Distributed Computing Based Drugs
The idea of many small individual parts making one big process is probably so native to you that you do not stop and looking at such systems in wonder. You are using one of them on a daily basis - the internet! The internet is built on a big number of computers which each one by itself cannot provide the whole complexity of the internet. You probably work in a company which other professionals - another distributed system. If you think about it, even the cells in your body cooperate to form you - a very cool system if I may.
A common property of all three mentioned examples is that there are several types of "agents" in each system. Indeed, on the internet, there are user devices and servers along with other less-popular types of internet-connected devices. There are different roles in a company and different types of cells in your body. This property allows the development of much reacher system comparing to systems based on a single type of agent.
Nevertheless, several types of agents add a complexity that will make our lives harder in the following few minutes so let's elegantly ignore them and focus on single-type distributed systems. Furthermore, the examples of agents we just reviewed are really complex by themself. Computers, people, and even cells are capable to do calculations, remember things, and communicate (transfer signals to be accurate).

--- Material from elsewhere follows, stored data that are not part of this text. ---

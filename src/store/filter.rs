//! Store-neutral filter and sort values.
//!
//! A [`Filter`] renders to the document store's query language through
//! [`Filter::to_document`] and can also be evaluated in-process with
//! [`Filter::matches`]; both paths follow the same semantics so the in-memory
//! backend behaves like the real store.

use mongodb::bson::{Bson, Document, doc};
use regex::{Regex, RegexBuilder};
use std::cmp::Ordering;

#[derive(Debug, Clone, PartialEq)]
pub enum Filter {
    /// Matches every document (empty conjunction).
    All,
    /// Type-sensitive equality on one field.
    Eq { field: String, value: Bson },
    /// Case-insensitive substring match on a string field.
    ///
    /// `term` is kept raw; pattern metacharacters are escaped on rendering.
    ContainsIgnoreCase { field: String, term: String },
    /// Logical OR. An empty list matches nothing.
    Any(Vec<Filter>),
}

impl Filter {
    pub fn eq(field: impl Into<String>, value: impl Into<Bson>) -> Self {
        Self::Eq {
            field: field.into(),
            value: value.into(),
        }
    }

    pub fn contains_ignore_case(field: impl Into<String>, term: impl Into<String>) -> Self {
        Self::ContainsIgnoreCase {
            field: field.into(),
            term: term.into(),
        }
    }

    /// Query document for the store driver.
    pub fn to_document(&self) -> Document {
        match self {
            Filter::All => Document::new(),
            Filter::Eq { field, value } => {
                let mut document = Document::new();
                document.insert(field.clone(), value.clone());
                document
            }
            Filter::ContainsIgnoreCase { field, term } => {
                let mut document = Document::new();
                document.insert(
                    field.clone(),
                    doc! { "$regex": regex::escape(term), "$options": "i" },
                );
                document
            }
            // `$or` rejects an empty array; `$nor` over match-all selects nothing.
            Filter::Any(filters) if filters.is_empty() => doc! { "$nor": [ {} ] },
            Filter::Any(filters) => {
                let branches: Vec<Bson> = filters
                    .iter()
                    .map(|filter| Bson::Document(filter.to_document()))
                    .collect();
                doc! { "$or": branches }
            }
        }
    }

    /// Evaluates the filter against one document held in memory.
    ///
    /// Scans over many documents should build a [`FilterMatcher`] once.
    pub fn matches(&self, document: &Document) -> bool {
        self.matcher().matches(document)
    }

    /// Compiles every pattern in the filter for repeated evaluation.
    pub fn matcher(&self) -> FilterMatcher<'_> {
        match self {
            Filter::All => FilterMatcher::All,
            Filter::Eq { field, value } => FilterMatcher::Eq { field, value },
            Filter::ContainsIgnoreCase { field, term } => FilterMatcher::Contains {
                field,
                term,
                pattern: compile_contains(term),
            },
            Filter::Any(filters) => {
                FilterMatcher::Any(filters.iter().map(Filter::matcher).collect())
            }
        }
    }
}

/// A [`Filter`] ready for in-memory evaluation.
#[derive(Debug)]
pub enum FilterMatcher<'a> {
    All,
    Eq { field: &'a str, value: &'a Bson },
    Contains {
        field: &'a str,
        term: &'a str,
        /// `None` only when the escaped term exceeds the regex size limit.
        pattern: Option<Regex>,
    },
    Any(Vec<FilterMatcher<'a>>),
}

impl FilterMatcher<'_> {
    pub fn matches(&self, document: &Document) -> bool {
        match self {
            FilterMatcher::All => true,
            FilterMatcher::Eq { field, value } => document.get(*field) == Some(*value),
            FilterMatcher::Contains {
                field,
                term,
                pattern,
            } => match document.get(*field) {
                Some(Bson::String(text)) => match pattern {
                    Some(pattern) => pattern.is_match(text),
                    None => text.to_lowercase().contains(&term.to_lowercase()),
                },
                _ => false,
            },
            FilterMatcher::Any(matchers) => {
                matchers.iter().any(|matcher| matcher.matches(document))
            }
        }
    }
}

// Same escaped pattern the store receives, so both backends agree on
// Unicode case folding.
fn compile_contains(term: &str) -> Option<Regex> {
    RegexBuilder::new(&regex::escape(term))
        .case_insensitive(true)
        .build()
        .ok()
}

#[derive(Debug, Clone, Copy, PartialEq, Eq)]
pub enum SortDirection {
    Ascending,
    Descending,
}

impl SortDirection {
    fn as_i32(self) -> i32 {
        match self {
            SortDirection::Ascending => 1,
            SortDirection::Descending => -1,
        }
    }
}

#[derive(Debug, Clone, PartialEq, Eq)]
pub struct SortKey {
    pub field: String,
    pub direction: SortDirection,
}

/// Compound multi-key ordering. Later keys only break ties left by earlier ones.
#[derive(Debug, Clone, Default, PartialEq, Eq)]
pub struct SortSpec {
    keys: Vec<SortKey>,
}

impl SortSpec {
    pub fn new() -> Self {
        Self::default()
    }

    pub fn descending(mut self, field: impl Into<String>) -> Self {
        self.keys.push(SortKey {
            field: field.into(),
            direction: SortDirection::Descending,
        });
        self
    }

    pub fn keys(&self) -> &[SortKey] {
        &self.keys
    }

    pub fn is_empty(&self) -> bool {
        self.keys.is_empty()
    }

    pub fn to_document(&self) -> Document {
        let mut document = Document::new();
        for key in &self.keys {
            document.insert(key.field.clone(), key.direction.as_i32());
        }
        document
    }

    /// Orders two documents the way the store would for these keys.
    pub fn compare(&self, left: &Document, right: &Document) -> Ordering {
        for key in &self.keys {
            let ordering = compare_values(left.get(&key.field), right.get(&key.field));
            let ordering = match key.direction {
                SortDirection::Ascending => ordering,
                SortDirection::Descending => ordering.reverse(),
            };
            if ordering != Ordering::Equal {
                return ordering;
            }
        }
        Ordering::Equal
    }
}

/// Cross-type rank used by the store when values of different types meet.
/// A missing field sorts as null.
fn type_rank(value: Option<&Bson>) -> u8 {
    match value {
        None | Some(Bson::Null) | Some(Bson::Undefined) => 1,
        Some(Bson::Int32(_)) | Some(Bson::Int64(_)) | Some(Bson::Double(_)) => 2,
        Some(Bson::Decimal128(_)) => 2,
        Some(Bson::String(_)) | Some(Bson::Symbol(_)) => 3,
        Some(Bson::Document(_)) => 4,
        Some(Bson::Array(_)) => 5,
        Some(Bson::Binary(_)) => 6,
        Some(Bson::ObjectId(_)) => 7,
        Some(Bson::Boolean(_)) => 8,
        Some(Bson::DateTime(_)) => 9,
        Some(Bson::Timestamp(_)) => 10,
        Some(Bson::RegularExpression(_)) => 11,
        Some(Bson::MinKey) => 0,
        Some(Bson::MaxKey) => 255,
        Some(_) => 12,
    }
}

fn as_f64(value: &Bson) -> Option<f64> {
    match value {
        Bson::Int32(v) => Some(f64::from(*v)),
        Bson::Int64(v) => Some(*v as f64),
        Bson::Double(v) => Some(*v),
        _ => None,
    }
}

pub(crate) fn compare_values(left: Option<&Bson>, right: Option<&Bson>) -> Ordering {
    let rank = type_rank(left).cmp(&type_rank(right));
    if rank != Ordering::Equal {
        return rank;
    }

    match (left, right) {
        (Some(Bson::String(a)), Some(Bson::String(b))) => a.cmp(b),
        (Some(Bson::ObjectId(a)), Some(Bson::ObjectId(b))) => a.bytes().cmp(&b.bytes()),
        (Some(Bson::Boolean(a)), Some(Bson::Boolean(b))) => a.cmp(b),
        (Some(Bson::DateTime(a)), Some(Bson::DateTime(b))) => {
            a.timestamp_millis().cmp(&b.timestamp_millis())
        }
        (Some(Bson::Timestamp(a)), Some(Bson::Timestamp(b))) => {
            (a.time, a.increment).cmp(&(b.time, b.increment))
        }
        (Some(a), Some(b)) => match (as_f64(a), as_f64(b)) {
            (Some(x), Some(y)) => x.partial_cmp(&y).unwrap_or(Ordering::Equal),
            _ => Ordering::Equal,
        },
        _ => Ordering::Equal,
    }
}

#[cfg(test)]
mod tests {
    use super::*;
    use mongodb::bson::oid::ObjectId;

    #[test]
    fn all_renders_as_empty_document() {
        assert_eq!(Filter::All.to_document(), Document::new());
        assert!(Filter::All.matches(&doc! { "anything": 1 }));
    }

    #[test]
    fn contains_escapes_metacharacters_when_rendered() {
        let filter = Filter::contains_ignore_case("email", "a+b@x.com");
        assert_eq!(
            filter.to_document(),
            doc! { "email": { "$regex": "a\\+b@x\\.com", "$options": "i" } }
        );
    }

    #[test]
    fn contains_treats_dot_literally() {
        let filter = Filter::contains_ignore_case("email", "a.c");
        assert!(filter.matches(&doc! { "email": "xA.Cy" }));
        assert!(!filter.matches(&doc! { "email": "abc" }));
    }

    #[test]
    fn one_matcher_serves_a_whole_scan() {
        let filter = Filter::Any(vec![
            Filter::contains_ignore_case("senderEmail", "OPS@"),
            Filter::eq("id", "legacy-1"),
        ]);
        let matcher = filter.matcher();

        let documents = [
            doc! { "senderEmail": "ops@parcels.io" },
            doc! { "id": "legacy-1" },
            doc! { "senderEmail": "someone@else.io" },
            doc! { "id": 1 },
        ];
        let hits: Vec<bool> = documents.iter().map(|d| matcher.matches(d)).collect();

        assert_eq!(hits, [true, true, false, false]);
        assert!(matches!(
            &matcher,
            FilterMatcher::Any(branches)
                if matches!(branches[0], FilterMatcher::Contains { pattern: Some(_), .. })
        ));
    }

    #[test]
    fn contains_ignores_non_string_values() {
        let filter = Filter::contains_ignore_case("email", "1");
        assert!(!filter.matches(&doc! { "email": 1 }));
        assert!(!filter.matches(&doc! { "other": "1" }));
    }

    #[test]
    fn equality_is_type_sensitive() {
        let oid = ObjectId::new();
        let by_text = Filter::eq("_id", oid.to_hex());
        let by_oid = Filter::eq("_id", oid);

        let native = doc! { "_id": oid };
        assert!(by_oid.matches(&native));
        assert!(!by_text.matches(&native));
    }

    #[test]
    fn empty_any_matches_nothing() {
        let filter = Filter::Any(Vec::new());
        assert!(!filter.matches(&doc! { "email": "a@x.com" }));
        assert_eq!(filter.to_document(), doc! { "$nor": [ {} ] });
    }

    #[test]
    fn compound_sort_uses_later_keys_only_for_ties() {
        let sort = SortSpec::new().descending("createdAt").descending("date");
        let older_but_later_date = doc! { "createdAt": 1, "date": 50 };
        let newer = doc! { "createdAt": 2, "date": 1 };

        assert_eq!(sort.compare(&newer, &older_but_later_date), Ordering::Less);
        assert_eq!(
            sort.to_document(),
            doc! { "createdAt": -1, "date": -1 }
        );
    }

    #[test]
    fn missing_fields_sort_last_when_descending() {
        let sort = SortSpec::new().descending("createdAt");
        let missing = doc! { "date": 99 };
        let present = doc! { "createdAt": 1 };

        assert_eq!(sort.compare(&present, &missing), Ordering::Less);
    }

    #[test]
    fn numbers_compare_across_widths() {
        assert_eq!(
            compare_values(Some(&Bson::Int32(3)), Some(&Bson::Double(2.5))),
            Ordering::Greater
        );
        assert_eq!(
            compare_values(Some(&Bson::Int64(7)), Some(&Bson::String("1".into()))),
            Ordering::Less
        );
    }
}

This kind of agent is really cool but let's go even one step further and require our agents to be really "basic". How basic? let's remove their ability to communicate, remember, or perform any computation.
In this setting where all our agents are the same and very basic, we need to make them operate together somehow - after all, we want a distributed system and not a population of static (and properly confused if you ask me) agents. Therefore, like in many biological systems, we can assume somethings is happening (which the agents are passive in this process) which makes our agents interact with each other. These interactions changing the state of the agents. Formally, we can define this kind of system using the population protocol model.
The population protocol
A population protocol is a distributed computing model formed by resource-limited mobile agents that meet in a random way. The state of agents updates whenever they meet based on their and the agents they met in previous states [1]. As a result, functions are computed by checking the states of the agents once the computation is over.
This system may sound simple and very limited but there is nothing farther from the truth. First, from a theoretical point of view, there are multiple hard problems elegantly solved by population protocol based models. To name a few [2]:
1. Majority (consensus) voting.
2. Picking a leader.
3. Counting the number of agents.
Inspired by biological processes, Paun defined a family of systems [3] to model a collection of mobile finite-state agents that interact with one another and also with membranes. The membranes divide space into regions and groups of agents within a single region have interactions. The system specifies a set of interaction rules for each region. These interactions can create new agents, destroy existing agents, change agents’ states, and cause agents to cross a membrane into an adjacent region.
Another biological case where population protocol is useful is in the development of a targeted drug delivery nanorobots' swarm-based treatment. By developing the nanorobots with the needed design to execute a given treatment protocol which is based on population protocol, one can be assured the treatment will be executed correctly even without intervention during the process itself.
While the computer becomes better (hardware and software alike) as individual devices, we see increasing interest in networks of computers (for example, the cloud technology). Implementing these ideas and technologies in a biological settings, allow us to perform complex tasks with relatively simple agents. This is a step in the way of more personalized and with fewer side effects treatments.
Referances
[1] Alistarh et al., Time-space trade-offs in population protocols. Society for Industrial and Applied Mathematics. 2017; 2560–2579.
[2] Aspnes et al., An Introduction to Population Protocols. Yale Press. 2008; 1-27.
[3] Paun, G., Computing with membranes. Journal of Computer and System Sciences. 2020; 61(1), 108–143.